--- Task ---
Use the entries below and reproduce exactly the lines from the one containing "use serde::Deserialize;" down to the one containing "pub struct SearchConfig", both of them included.

--- Saved data entries ---
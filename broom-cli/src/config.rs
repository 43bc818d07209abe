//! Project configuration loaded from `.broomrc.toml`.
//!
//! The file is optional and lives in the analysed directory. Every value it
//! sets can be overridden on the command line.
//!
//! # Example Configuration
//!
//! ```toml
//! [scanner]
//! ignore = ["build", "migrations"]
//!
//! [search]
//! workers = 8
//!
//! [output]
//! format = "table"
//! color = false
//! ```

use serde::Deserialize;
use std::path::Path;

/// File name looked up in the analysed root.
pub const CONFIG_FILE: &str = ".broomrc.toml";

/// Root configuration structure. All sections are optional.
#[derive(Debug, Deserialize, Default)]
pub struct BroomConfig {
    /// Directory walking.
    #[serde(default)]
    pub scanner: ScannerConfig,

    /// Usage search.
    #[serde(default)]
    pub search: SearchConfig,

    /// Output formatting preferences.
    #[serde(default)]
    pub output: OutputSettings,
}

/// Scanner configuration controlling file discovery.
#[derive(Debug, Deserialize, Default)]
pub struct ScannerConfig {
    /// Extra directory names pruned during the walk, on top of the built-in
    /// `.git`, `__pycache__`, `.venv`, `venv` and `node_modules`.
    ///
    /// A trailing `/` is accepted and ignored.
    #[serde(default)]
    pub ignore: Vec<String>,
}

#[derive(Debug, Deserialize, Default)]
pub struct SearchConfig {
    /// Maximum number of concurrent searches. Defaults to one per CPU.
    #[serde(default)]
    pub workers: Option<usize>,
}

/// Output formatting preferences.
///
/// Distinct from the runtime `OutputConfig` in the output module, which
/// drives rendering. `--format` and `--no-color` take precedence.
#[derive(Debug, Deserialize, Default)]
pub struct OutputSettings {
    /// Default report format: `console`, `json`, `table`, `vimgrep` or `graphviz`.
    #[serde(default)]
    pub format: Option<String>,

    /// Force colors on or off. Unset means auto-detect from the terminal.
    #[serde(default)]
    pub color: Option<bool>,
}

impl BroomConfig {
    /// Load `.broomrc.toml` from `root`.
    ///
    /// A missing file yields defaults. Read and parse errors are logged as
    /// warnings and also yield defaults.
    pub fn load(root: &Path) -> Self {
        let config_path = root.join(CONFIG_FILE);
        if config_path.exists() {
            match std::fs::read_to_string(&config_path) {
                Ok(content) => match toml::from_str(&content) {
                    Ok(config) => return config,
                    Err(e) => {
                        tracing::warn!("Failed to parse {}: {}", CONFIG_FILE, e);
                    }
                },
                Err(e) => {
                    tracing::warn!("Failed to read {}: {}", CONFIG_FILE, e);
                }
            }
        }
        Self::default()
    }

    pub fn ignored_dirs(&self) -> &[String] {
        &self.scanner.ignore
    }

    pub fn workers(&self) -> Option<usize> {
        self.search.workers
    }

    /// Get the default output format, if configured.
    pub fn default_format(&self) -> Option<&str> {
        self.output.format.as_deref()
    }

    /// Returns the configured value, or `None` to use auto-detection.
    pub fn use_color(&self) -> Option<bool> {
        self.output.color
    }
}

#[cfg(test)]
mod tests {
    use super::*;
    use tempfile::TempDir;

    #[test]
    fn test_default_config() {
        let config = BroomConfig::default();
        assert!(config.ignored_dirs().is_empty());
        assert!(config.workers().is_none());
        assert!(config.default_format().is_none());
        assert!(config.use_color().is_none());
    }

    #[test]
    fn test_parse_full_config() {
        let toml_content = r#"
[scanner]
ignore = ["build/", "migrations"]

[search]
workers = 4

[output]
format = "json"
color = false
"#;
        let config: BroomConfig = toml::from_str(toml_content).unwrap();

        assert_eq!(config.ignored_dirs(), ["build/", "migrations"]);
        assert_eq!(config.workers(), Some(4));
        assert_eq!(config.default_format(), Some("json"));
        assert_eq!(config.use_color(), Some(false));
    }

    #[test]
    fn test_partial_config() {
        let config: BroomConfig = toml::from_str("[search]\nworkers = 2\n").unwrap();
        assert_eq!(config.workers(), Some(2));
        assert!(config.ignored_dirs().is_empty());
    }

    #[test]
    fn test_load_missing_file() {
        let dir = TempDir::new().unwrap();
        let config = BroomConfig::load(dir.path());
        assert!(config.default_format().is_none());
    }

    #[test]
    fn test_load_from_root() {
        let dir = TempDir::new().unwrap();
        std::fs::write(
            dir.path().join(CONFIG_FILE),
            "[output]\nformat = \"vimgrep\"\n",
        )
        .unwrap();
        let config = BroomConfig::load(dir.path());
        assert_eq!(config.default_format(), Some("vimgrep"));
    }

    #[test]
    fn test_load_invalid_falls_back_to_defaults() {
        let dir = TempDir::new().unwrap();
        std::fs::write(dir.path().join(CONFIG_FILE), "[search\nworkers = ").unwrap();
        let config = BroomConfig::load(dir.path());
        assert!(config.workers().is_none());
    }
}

--- Written response ---
use serde::Deserialize;
use std::path::Path;

/// File name looked up in the analysed root.
pub const CONFIG_FILE: &str = ".broomrc.toml";

/// Root configuration structure. All sections are optional.
#[derive(Debug, Deserialize, Default)]
pub struct BroomConfig {
    /// Directory walking.
    #[serde(default)]
    pub scanner: ScannerConfig,

    /// Usage search.
    #[serde(default)]
    pub search: SearchConfig,

    /// Output formatting preferences.
    #[serde(default)]
    pub output: OutputSettings,
}

/// Scanner configuration controlling file discovery.
#[derive(Debug, Deserialize, Default)]
pub struct ScannerConfig {
    /// Extra directory names pruned during the walk, on top of the built-in
    /// `.git`, `__pycache__`, `.venv`, `venv` and `node_modules`.
    ///
    /// A trailing `/` is accepted and ignored.
    #[serde(default)]
    pub ignore: Vec<String>,
}

#[derive(Debug, Deserialize, Default)]
pub struct SearchConfig {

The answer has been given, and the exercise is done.